[Stored data]
------------------------------
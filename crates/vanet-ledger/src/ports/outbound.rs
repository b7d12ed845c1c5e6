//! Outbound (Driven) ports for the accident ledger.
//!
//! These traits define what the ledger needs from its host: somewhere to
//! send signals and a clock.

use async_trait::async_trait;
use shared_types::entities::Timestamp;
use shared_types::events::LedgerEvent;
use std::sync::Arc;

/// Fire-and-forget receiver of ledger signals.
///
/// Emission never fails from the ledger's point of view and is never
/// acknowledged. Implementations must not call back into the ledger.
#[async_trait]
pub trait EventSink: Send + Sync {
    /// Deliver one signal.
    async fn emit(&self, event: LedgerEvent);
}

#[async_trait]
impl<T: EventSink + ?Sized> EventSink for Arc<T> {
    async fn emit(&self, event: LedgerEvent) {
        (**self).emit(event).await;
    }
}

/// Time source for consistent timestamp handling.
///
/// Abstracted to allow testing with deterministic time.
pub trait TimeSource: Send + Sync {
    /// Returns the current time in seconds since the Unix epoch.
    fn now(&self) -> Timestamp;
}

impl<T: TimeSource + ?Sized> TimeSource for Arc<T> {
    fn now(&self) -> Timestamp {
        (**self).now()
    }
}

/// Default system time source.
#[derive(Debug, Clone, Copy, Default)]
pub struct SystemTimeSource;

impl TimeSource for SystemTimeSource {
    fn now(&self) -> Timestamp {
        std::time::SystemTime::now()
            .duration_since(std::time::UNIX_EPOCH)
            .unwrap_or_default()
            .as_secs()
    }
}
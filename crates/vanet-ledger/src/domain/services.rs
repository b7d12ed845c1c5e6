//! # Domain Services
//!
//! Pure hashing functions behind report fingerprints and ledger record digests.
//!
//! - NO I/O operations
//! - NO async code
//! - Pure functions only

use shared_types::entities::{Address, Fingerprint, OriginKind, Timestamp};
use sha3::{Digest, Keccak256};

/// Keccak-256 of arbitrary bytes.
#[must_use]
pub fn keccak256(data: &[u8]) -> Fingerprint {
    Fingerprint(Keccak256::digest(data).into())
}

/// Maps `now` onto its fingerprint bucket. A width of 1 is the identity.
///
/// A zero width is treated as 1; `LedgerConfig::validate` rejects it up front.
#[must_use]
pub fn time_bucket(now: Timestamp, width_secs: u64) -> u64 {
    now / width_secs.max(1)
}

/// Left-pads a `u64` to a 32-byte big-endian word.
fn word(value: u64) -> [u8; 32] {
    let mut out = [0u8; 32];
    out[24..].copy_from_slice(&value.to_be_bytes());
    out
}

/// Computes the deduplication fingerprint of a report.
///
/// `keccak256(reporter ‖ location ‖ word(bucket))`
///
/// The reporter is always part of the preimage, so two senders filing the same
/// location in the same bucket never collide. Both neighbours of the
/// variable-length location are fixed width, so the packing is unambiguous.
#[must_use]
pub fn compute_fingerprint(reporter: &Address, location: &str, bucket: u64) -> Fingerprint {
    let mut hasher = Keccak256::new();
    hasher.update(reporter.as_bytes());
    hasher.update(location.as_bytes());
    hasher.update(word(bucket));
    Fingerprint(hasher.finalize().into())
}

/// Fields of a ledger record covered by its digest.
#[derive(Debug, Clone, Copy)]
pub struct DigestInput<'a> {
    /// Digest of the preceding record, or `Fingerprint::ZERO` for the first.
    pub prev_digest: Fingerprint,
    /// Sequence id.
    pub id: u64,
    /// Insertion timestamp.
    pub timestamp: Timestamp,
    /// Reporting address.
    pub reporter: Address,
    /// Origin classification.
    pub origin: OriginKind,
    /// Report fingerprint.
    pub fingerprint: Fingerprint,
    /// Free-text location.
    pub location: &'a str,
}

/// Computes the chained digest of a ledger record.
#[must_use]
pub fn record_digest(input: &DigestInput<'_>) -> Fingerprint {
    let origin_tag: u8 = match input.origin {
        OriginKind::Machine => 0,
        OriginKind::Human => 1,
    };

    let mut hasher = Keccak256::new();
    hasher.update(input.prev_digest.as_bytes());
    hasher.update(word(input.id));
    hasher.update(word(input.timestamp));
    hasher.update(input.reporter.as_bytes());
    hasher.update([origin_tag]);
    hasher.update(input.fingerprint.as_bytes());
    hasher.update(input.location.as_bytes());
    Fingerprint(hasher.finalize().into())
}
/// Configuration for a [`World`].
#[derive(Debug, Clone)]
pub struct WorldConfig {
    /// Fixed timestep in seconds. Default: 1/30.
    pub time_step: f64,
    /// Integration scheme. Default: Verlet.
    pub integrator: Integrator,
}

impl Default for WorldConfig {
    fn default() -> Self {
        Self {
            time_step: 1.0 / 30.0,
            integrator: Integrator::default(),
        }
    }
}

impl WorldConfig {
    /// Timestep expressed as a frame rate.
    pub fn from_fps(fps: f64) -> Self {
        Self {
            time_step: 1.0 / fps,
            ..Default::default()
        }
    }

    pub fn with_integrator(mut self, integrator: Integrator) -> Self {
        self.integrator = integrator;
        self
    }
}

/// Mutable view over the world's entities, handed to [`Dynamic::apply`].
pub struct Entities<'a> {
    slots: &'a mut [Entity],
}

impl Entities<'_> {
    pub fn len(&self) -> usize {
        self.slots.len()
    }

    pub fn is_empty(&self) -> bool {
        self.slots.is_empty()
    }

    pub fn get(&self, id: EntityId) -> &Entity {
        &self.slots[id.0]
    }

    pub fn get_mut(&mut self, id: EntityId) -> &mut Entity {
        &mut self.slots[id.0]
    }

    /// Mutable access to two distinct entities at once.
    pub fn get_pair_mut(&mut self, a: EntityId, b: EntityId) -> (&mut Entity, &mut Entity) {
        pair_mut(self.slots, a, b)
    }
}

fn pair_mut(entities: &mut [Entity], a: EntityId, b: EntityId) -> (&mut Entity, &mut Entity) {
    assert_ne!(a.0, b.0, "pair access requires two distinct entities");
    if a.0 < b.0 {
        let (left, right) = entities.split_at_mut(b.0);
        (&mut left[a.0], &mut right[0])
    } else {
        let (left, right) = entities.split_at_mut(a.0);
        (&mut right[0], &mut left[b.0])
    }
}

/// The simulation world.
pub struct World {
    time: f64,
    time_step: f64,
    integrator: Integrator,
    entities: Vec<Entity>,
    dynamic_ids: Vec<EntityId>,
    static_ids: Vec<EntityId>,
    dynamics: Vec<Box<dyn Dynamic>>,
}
------------------------------
- [Your objective]
Where does "access" appear in the records above? Copy each line that holds it.

- [Task result]
    /// Mutable access to two distinct entities at once.
    assert_ne!(a.0, b.0, "pair access requires two distinct entities");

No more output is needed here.